What to produce: Return the data below exactly, stopping after the line with "pub(crate) fn working_precision(precision: u32)".

***** Extracted information

//! Elementary functions on [BigDecimal] evaluated to a requested precision
//!
//! Every function takes the number of correct fractional digits the caller
//! wants and rounds its result to exactly that count. Internally the series
//! and iterations run at one digit beyond the requested precision, plus a
//! few guard digits so per-term rounding noise cannot reach the digit being
//! rounded. Convergence needs no explicit iteration cap: finite working
//! precision flushes the tail of every series to zero.

mod trig;

use crate::bigdecimal::BigDecimal;
use crate::bigint::BigInt;
use crate::error::ArithmeticError;
use num_traits::{One, Signed, Zero};

pub(crate) const GUARD_DIGITS: u32 = 5;

#[inline]
pub(crate) fn working_precision(precision: u32) -> u32 {
    precision + 1 + GUARD_DIGITS
}

/// Series cutoff `5 * 10^-(precision + 1)`: half a unit of the extra digit.
pub(crate) fn tolerance(precision: u32) -> BigDecimal {
    BigDecimal::from_scaled_digits(BigInt::from(5u32), -(precision as i64 + 1))
}

/// π to `precision` fractional digits, accumulated from the base-16 series
/// `Σ 16^-k (4/(8k+1) - 2/(8k+4) - 1/(8k+5) - 1/(8k+6))`.
pub fn pi(precision: u32) -> BigDecimal {
    let wp = working_precision(precision);
    let one = BigDecimal::one();
    let two = BigDecimal::from(2u32);
    let four = BigDecimal::from(4u32);
    let sixteen = BigDecimal::from(16u32);
    let mut sum = BigDecimal::zero();
    let mut scale16 = BigDecimal::one();
    let mut k = 0u64;
    while !scale16.is_zero() {
        let a = four.div_prec_unchecked(&BigDecimal::from(8 * k + 1), wp);
        let b = two.div_prec_unchecked(&BigDecimal::from(8 * k + 4), wp);
        let c = one.div_prec_unchecked(&BigDecimal::from(8 * k + 5), wp);
        let d = one.div_prec_unchecked(&BigDecimal::from(8 * k + 6), wp);
        let term = (&scale16 * &(a - b - c - d)).round(wp as i64);
        sum = &sum + &term;
        scale16 = scale16.div_prec_unchecked(&sixteen, wp);
        k += 1;
    }
    sum.round(precision as i64)
}

impl BigDecimal {
    /// `e^self` to `precision` fractional digits, by the Taylor series
    /// `Σ xⁱ/i!`. The series stops once a term flushes to zero at the
    /// working precision.
    pub fn exp(&self, precision: u32) -> BigDecimal {
        let wp = working_precision(precision);
        let mut sum = BigDecimal::one();
        let mut term = BigDecimal::one();
        let mut i = 1u64;
        loop {
            term = (&term * self).div_prec_unchecked(&BigDecimal::from(i), wp);
            if term.is_zero() {
                break;
            }
            sum = &sum + &term;
            i += 1;
        }
        sum.round(precision as i64)
    }

    /// Natural logarithm of a strictly positive argument.
    ///
    /// Arguments within two decimal orders of unity go straight into the
    /// atanh series; anything else is reduced by its decimal exponent via
    /// `ln(m * 10^k) = ln(m) + k * ln(10)`.
    pub fn ln(&self, precision: u32) -> Result<BigDecimal, ArithmeticError> {
        if !self.is_positive() {
            return Err(ArithmeticError::undefined());
        }
        let wp = working_precision(precision);
        let tol = tolerance(precision);
        let exponent = self.decimal_exponent();
        if exponent.abs() <= 2 {
            return Ok(ln_series(self, wp, &tol).round(precision as i64));
        }
        let mantissa = self.mul_pow_ten(-exponent);
        let ln_m = ln_series(&mantissa, wp, &tol);
        let ln_10 = ln_series(&BigDecimal::from(10u32), wp, &tol);
        Ok((ln_m + BigDecimal::from(exponent) * ln_10).round(precision as i64))
    }

    /// The `index`-th root by Newton's method on
    /// `x ← (v + (i-1)·xⁱ) / (i·x^(i-1))`, seeded at `v / index`.
    ///
    /// A zero `index` is undefined; a negative one is the reciprocal of the
    /// positive root. Even roots of negative arguments are undefined, odd
    /// ones negate the root of the magnitude.
    pub fn root(&self, index: i64, precision: u32) -> Result<BigDecimal, ArithmeticError> {
        if index == 0 {
            return Err(ArithmeticError::undefined());
        }
        if index < 0 {
            let wp = working_precision(precision);
            let r = self.root(-index, wp)?;
            return BigDecimal::one().div_prec(&r, precision);
        }
        if self.is_zero() {
            return Ok(BigDecimal::zero());
        }
        if self.is_negative() {
            if index % 2 == 0 {
                return Err(ArithmeticError::undefined());
            }
            return Ok(-((-self).root(index, precision)?));
        }
        if index == 1 {
            return Ok(self.round(precision as i64));
        }

        let wp = working_precision(precision);
        let tol = tolerance(precision);
        let index_dec = BigDecimal::from(index);
        let index_m1 = BigDecimal::from(index - 1);
        let mut x = self.div_prec_unchecked(&index_dec, wp);
        if x.is_zero() {
            x = self.clone();
        }
        loop {
            let pow = x.powi_working(index as u64 - 1, wp);
            let numer = self + &((&index_m1 * &x) * &pow);
            let denom = &index_dec * &pow;
            let next = numer.div_prec(&denom, wp)?;
            let delta = (&next - &x).abs();
            x = next;
            if delta <= tol {
                break;
            }
        }
        Ok(x.round(precision as i64))
    }

    /// Integer power by square-and-multiply; negative exponents go through
    /// the reciprocal, and `0^0` is undefined.
    pub fn powi(&self, exponent: i64, precision: u32) -> Result<BigDecimal, ArithmeticError> {
        if exponent == 0 {
            if self.is_zero() {
                return Err(ArithmeticError::undefined());
            }
            return Ok(BigDecimal::one());
        }
        let wp = working_precision(precision);
        if exponent < 0 {
            if self.is_zero() {
                return Err(ArithmeticError::division_by_zero());
            }
            let recip = BigDecimal::one().div_prec_unchecked(self, wp);
            return Ok(recip
                .powi_working(exponent.unsigned_abs(), wp)
                .round(precision as i64));
        }
        Ok(self
            .powi_working(exponent as u64, wp)
            .round(precision as i64))
    }

    /// Square-and-multiply core with every product rounded back to the
    /// working precision.
    pub(crate) fn powi_working(&self, exponent: u64, wp: u32) -> BigDecimal {
        let mut result = BigDecimal::one();
        let mut base = self.clone();
        let mut e = exponent;
        while e > 0 {
            if e & 1 == 1 {
                result = (&result * &base).round(wp as i64);
            }
            e >>= 1;
            if e > 0 {
                base = (&base * &base).round(wp as i64);
            }
        }
        result
    }
}

/// atanh series on `y = (x-1)/(x+1)`:
/// `ln(x) = 2·(y + y³/3 + y⁵/5 + …)`, iterated while the latest term's
/// magnitude exceeds the tolerance.
fn ln_series(x: &BigDecimal, wp: u32, tol: &BigDecimal) -> BigDecimal {
    let one = BigDecimal::one();
    let y = (x - &one).div_prec_unchecked(&(x + &one), wp);
    if y.is_zero() {
        return BigDecimal::zero();
    }
    let y2 = (&y * &y).round(wp as i64);
    let mut power = y.clone();
    let mut sum = y;
    let mut k = 1u64;
    loop {
        power = (&power * &y2).round(wp as i64);
        let term = power.div_prec_unchecked(&BigDecimal::from(2 * k + 1), wp);
        if term.abs() <= *tol {
            break;
        }
        sum = &sum + &term;
        k += 1;
    }
    &sum + &sum
}
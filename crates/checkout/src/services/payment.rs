//! Payment recorder.
//!
//! Records a card payment against an order the caller owns and marks the
//! order paid, in one transaction. Card number and CVV are encrypted before
//! they reach the store; holder name and expiry are stored as given.
//!
//! No amount re-validation and no card network: recording a payment is the
//! whole of "paying". A failed attempt leaves the order in `processing`.

use secrecy::ExposeSecret;
use tracing::{info, instrument};

use securecart_core::{OrderId, OrderStatus, PaymentId, UserId};

use crate::config::TransactionPolicy;
use crate::db::{CheckoutStore, StoreTx};
use crate::error::{CheckoutError, Result};
use crate::models::{CardDetails, MaskedCard, NewPaymentRecord, PaymentReceipt};
use crate::services::crypto::EncryptionService;
use crate::services::run_transaction;

/// Records payments and reads back stored cards.
#[derive(Debug, Clone)]
pub struct PaymentRecorder<S> {
    store: S,
    policy: TransactionPolicy,
    crypto: EncryptionService,
}

impl<S: CheckoutStore> PaymentRecorder<S> {
    /// Create a new payment recorder.
    #[must_use]
    pub const fn new(store: S, policy: TransactionPolicy, crypto: EncryptionService) -> Self {
        Self {
            store,
            policy,
            crypto,
        }
    }

    /// Record a payment for `order_id` and mark the order paid.
    ///
    /// # Errors
    ///
    /// - `OrderNotFound` if the order does not exist or is not the caller's
    /// - `OrderNotPayable` if the order is not in `processing`
    /// - `EncryptionFailed` if the card data cannot be encrypted
    /// - `Storage`, `Contention` or `Timeout` on store failures
    ///
    /// Nothing is written on any error.
    #[instrument(skip(self, card), fields(user_id = %user_id, order_id = %order_id))]
    pub async fn process_payment(
        &self,
        user_id: UserId,
        order_id: OrderId,
        card: &CardDetails,
    ) -> Result<PaymentReceipt> {
        let receipt = run_transaction(&self.store, &self.policy, |tx| {
            record_payment(tx, &self.crypto, user_id, order_id, card)
        })
        .await?;

        info!(payment_id = %receipt.payment_id, "Payment recorded");
        Ok(receipt)
    }

    /// The stored card behind a payment, with the number masked.
    ///
    /// # Errors
    ///
    /// Returns `PaymentNotFound` if the payment does not exist or is not the
    /// caller's, or `EncryptionFailed` if the stored number cannot be decrypted.
    #[instrument(skip(self), fields(user_id = %user_id, payment_id = %payment_id))]
    pub async fn card_on_file(&self, user_id: UserId, payment_id: PaymentId) -> Result<MaskedCard> {
        run_transaction(&self.store, &self.policy, |tx| {
            masked_card(tx, &self.crypto, user_id, payment_id)
        })
        .await
    }
}

async fn record_payment<T: StoreTx>(
    mut tx: T,
    crypto: &EncryptionService,
    user_id: UserId,
    order_id: OrderId,
    card: &CardDetails,
) -> Result<PaymentReceipt> {
    let order = tx
        .order_for_user(order_id, user_id)
        .await?
        .ok_or(CheckoutError::OrderNotFound { order_id })?;
    if !order.status.is_payable() {
        return Err(CheckoutError::OrderNotPayable {
            order_id,
            status: order.status,
        });
    }

    let record = NewPaymentRecord {
        user_id,
        card_number: crypto.encrypt(Some(card.card_number.expose_secret()))?,
        card_holder: card.card_holder.clone(),
        expiry_date: card.expiry_date.clone(),
        cvv: crypto.encrypt(Some(card.cvv.expose_secret()))?,
    };
    let payment = tx.insert_payment(&record).await?;

    if !tx.mark_order_paid(order_id, payment.id).await? {
        return Err(CheckoutError::OrderNotFound { order_id });
    }
    tx.commit().await?;

    Ok(PaymentReceipt {
        order_id,
        payment_id: payment.id,
        status: OrderStatus::Paid,
    })
}

async fn masked_card<T: StoreTx>(
    mut tx: T,
    crypto: &EncryptionService,
    user_id: UserId,
    payment_id: PaymentId,
) -> Result<MaskedCard> {
    let payment = tx
        .payment_for_user(payment_id, user_id)
        .await?
        .ok_or(CheckoutError::PaymentNotFound)?;
    tx.commit().await?;

    let card_number = crypto
        .decrypt(payment.card_number.as_deref())?
        .map(|number| MaskedCard::mask(&number));

    Ok(MaskedCard {
        payment_id,
        card_number,
        card_holder: payment.card_holder,
        expiry_date: payment.expiry_date,
    })
}
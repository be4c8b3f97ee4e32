//! SecureCart checkout library.
//!
//! Turns a user's cart into an order and records card payments against
//! orders, with every multi-step operation in one store transaction.
//!
//! # Modules
//!
//! - [`config`] - Environment configuration and transaction policy
//! - [`db`] - Store seam plus the `PostgreSQL` and in-memory stores
//! - [`error`] - `CheckoutError` and its kinds
//! - [`models`] - Rows and read projections
//! - [`services`] - Order engine, payment recorder, catalog, cart, encryption
//! - [`state`] - `Checkout`, the services wired over one store

#![cfg_attr(not(test), forbid(unsafe_code))]

pub mod config;
pub mod db;
pub mod error;
pub mod models;
pub mod services;
pub mod state;

pub use config::{CheckoutConfig, ConfigError, EncryptionConfig, IsolationLevel, TransactionPolicy};
pub use db::{CheckoutStore, MemoryStore, PgStore, StoreError, StoreTx};
pub use error::{CheckoutError, ErrorKind};
pub use services::{
    CartService, CatalogService, CryptoError, EncryptionService, OrderEngine, PaymentRecorder,
};
pub use state::Checkout;
//! Payment recorder tests against the in-memory store.

mod common;

use securecart_checkout::models::OrderWithLines;
use securecart_checkout::{Checkout, CheckoutError, CheckoutStore, MemoryStore, StoreTx};
use securecart_core::{OrderId, OrderStatus, PaymentId};

use common::{ALICE, BOB, add_product, card, checkout, encryption};

/// Place a one-line order for `ALICE`.
async fn placed_order(shop: &Checkout<MemoryStore>) -> OrderWithLines {
    let a = add_product(shop, "Headphones", "59.00", 3).await;
    shop.cart().add_item(ALICE, a.id, 1).await.expect("add");
    shop.orders().create_order(ALICE).await.expect("checkout")
}

#[tokio::test]
async fn test_payment_marks_order_paid() {
    let store = MemoryStore::new();
    let shop = checkout(&store);
    let order = placed_order(&shop).await;

    let receipt = shop
        .payments()
        .process_payment(ALICE, order.order.id, &card())
        .await
        .expect("payment");

    assert_eq!(receipt.status, OrderStatus::Paid);
    assert_eq!(receipt.order_id, order.order.id);

    let stored = shop
        .orders()
        .get_order(ALICE, order.order.id)
        .await
        .expect("order");
    assert_eq!(stored.order.status, OrderStatus::Paid);
    assert_eq!(stored.order.payment_id, Some(receipt.payment_id));
    assert_eq!(stored.order.total_price, order.order.total_price);
}

#[tokio::test]
async fn test_card_data_is_stored_encrypted() {
    let store = MemoryStore::new();
    let shop = checkout(&store);
    let order = placed_order(&shop).await;
    let receipt = shop
        .payments()
        .process_payment(ALICE, order.order.id, &card())
        .await
        .expect("payment");

    let mut tx = store.begin().await.expect("begin");
    let record = tx
        .payment_for_user(receipt.payment_id, ALICE)
        .await
        .expect("read")
        .expect("payment exists");
    tx.rollback().await.expect("rollback");

    let stored_number = record.card_number.expect("card number stored");
    let stored_cvv = record.cvv.expect("cvv stored");
    assert!(!stored_number.contains("4111111111111111"));
    assert_ne!(stored_cvv, "737");
    assert_eq!(record.card_holder, "Ada Lovelace");
    assert_eq!(record.expiry_date, "12/30");

    let crypto = encryption();
    assert_eq!(
        crypto.decrypt(Some(&stored_number)).expect("decrypt").as_deref(),
        Some("4111111111111111")
    );
    assert_eq!(crypto.decrypt(Some(&stored_cvv)).expect("decrypt").as_deref(), Some("737"));
}

#[tokio::test]
async fn test_card_on_file_is_masked() {
    let store = MemoryStore::new();
    let shop = checkout(&store);
    let order = placed_order(&shop).await;
    let receipt = shop
        .payments()
        .process_payment(ALICE, order.order.id, &card())
        .await
        .expect("payment");

    let masked = shop
        .payments()
        .card_on_file(ALICE, receipt.payment_id)
        .await
        .expect("card on file");
    assert_eq!(masked.card_number.as_deref(), Some("************1111"));
    assert_eq!(masked.card_holder, "Ada Lovelace");

    let foreign = shop.payments().card_on_file(BOB, receipt.payment_id).await.unwrap_err();
    assert!(matches!(foreign, CheckoutError::PaymentNotFound));
}

#[tokio::test]
async fn test_payment_on_foreign_order_writes_nothing() {
    let store = MemoryStore::new();
    let shop = checkout(&store);
    let order = placed_order(&shop).await;

    let err = shop
        .payments()
        .process_payment(BOB, order.order.id, &card())
        .await
        .unwrap_err();

    assert!(matches!(err, CheckoutError::OrderNotFound { order_id } if order_id == order.order.id));
    let stored = shop
        .orders()
        .get_order(ALICE, order.order.id)
        .await
        .expect("order");
    assert_eq!(stored.order.status, OrderStatus::Processing);
    assert_eq!(stored.order.payment_id, None);

    let mut tx = store.begin().await.expect("begin");
    for user in [ALICE, BOB] {
        assert!(tx
            .payment_for_user(PaymentId::new(1), user)
            .await
            .expect("read")
            .is_none());
    }
}

#[tokio::test]
async fn test_payment_on_missing_order() {
    let store = MemoryStore::new();
    let shop = checkout(&store);

    let err = shop
        .payments()
        .process_payment(ALICE, OrderId::new(12345), &card())
        .await
        .unwrap_err();
    assert!(matches!(err, CheckoutError::OrderNotFound { .. }));

    let mut tx = store.begin().await.expect("begin");
    assert!(tx
        .payment_for_user(PaymentId::new(1), ALICE)
        .await
        .expect("read")
        .is_none());
    assert!(tx
        .order_for_user(OrderId::new(12345), ALICE)
        .await
        .expect("read")
        .is_none());
}

#[tokio::test]
async fn test_paid_order_cannot_be_paid_again() {
    let store = MemoryStore::new();
    let shop = checkout(&store);
    let order = placed_order(&shop).await;
    let first = shop
        .payments()
        .process_payment(ALICE, order.order.id, &card())
        .await
        .expect("first payment");

    let err = shop
        .payments()
        .process_payment(ALICE, order.order.id, &card())
        .await
        .unwrap_err();

    assert!(matches!(
        err,
        CheckoutError::OrderNotPayable { status: OrderStatus::Paid, .. }
    ));
    let stored = shop
        .orders()
        .get_order(ALICE, order.order.id)
        .await
        .expect("order");
    assert_eq!(stored.order.payment_id, Some(first.payment_id));
}

#[tokio::test]
async fn test_payment_retries_one_conflict() {
    let store = MemoryStore::new();
    let shop = checkout(&store);
    let order = placed_order(&shop).await;
    store.inject_commit_conflicts(1).expect("inject");

    let receipt = shop
        .payments()
        .process_payment(ALICE, order.order.id, &card())
        .await
        .expect("payment after retry");
    assert_eq!(receipt.status, OrderStatus::Paid);
}

#[tokio::test]
async fn test_order_json_shape() {
    let store = MemoryStore::new();
    let shop = checkout(&store);
    let order = placed_order(&shop).await;

    let json = serde_json::to_value(&order).expect("serialize");
    assert_eq!(json["status"], "processing");
    assert_eq!(json["total_price"], "59.00");
    assert_eq!(json["lines"][0]["quantity"], 1);
    assert_eq!(json["lines"][0]["unit_price"], "59.00");
}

**********

Answer area:
//! Elementary functions on [BigDecimal] evaluated to a requested precision
//!
//! Every function takes the number of correct fractional digits the caller
//! wants and rounds its result to exactly that count. Internally the series
//! and iterations run at one digit beyond the requested precision, plus a
//! few guard digits so per-term rounding noise cannot reach the digit being
//! rounded. Convergence needs no explicit iteration cap: finite working
//! precision flushes the tail of every series to zero.

mod trig;

use crate::bigdecimal::BigDecimal;
use crate::bigint::BigInt;
use crate::error::ArithmeticError;
use num_traits::{One, Signed, Zero};

pub(crate) const GUARD_DIGITS: u32 = 5;

#[inline]
pub(crate) fn working_precision(precision: u32) -> u32 {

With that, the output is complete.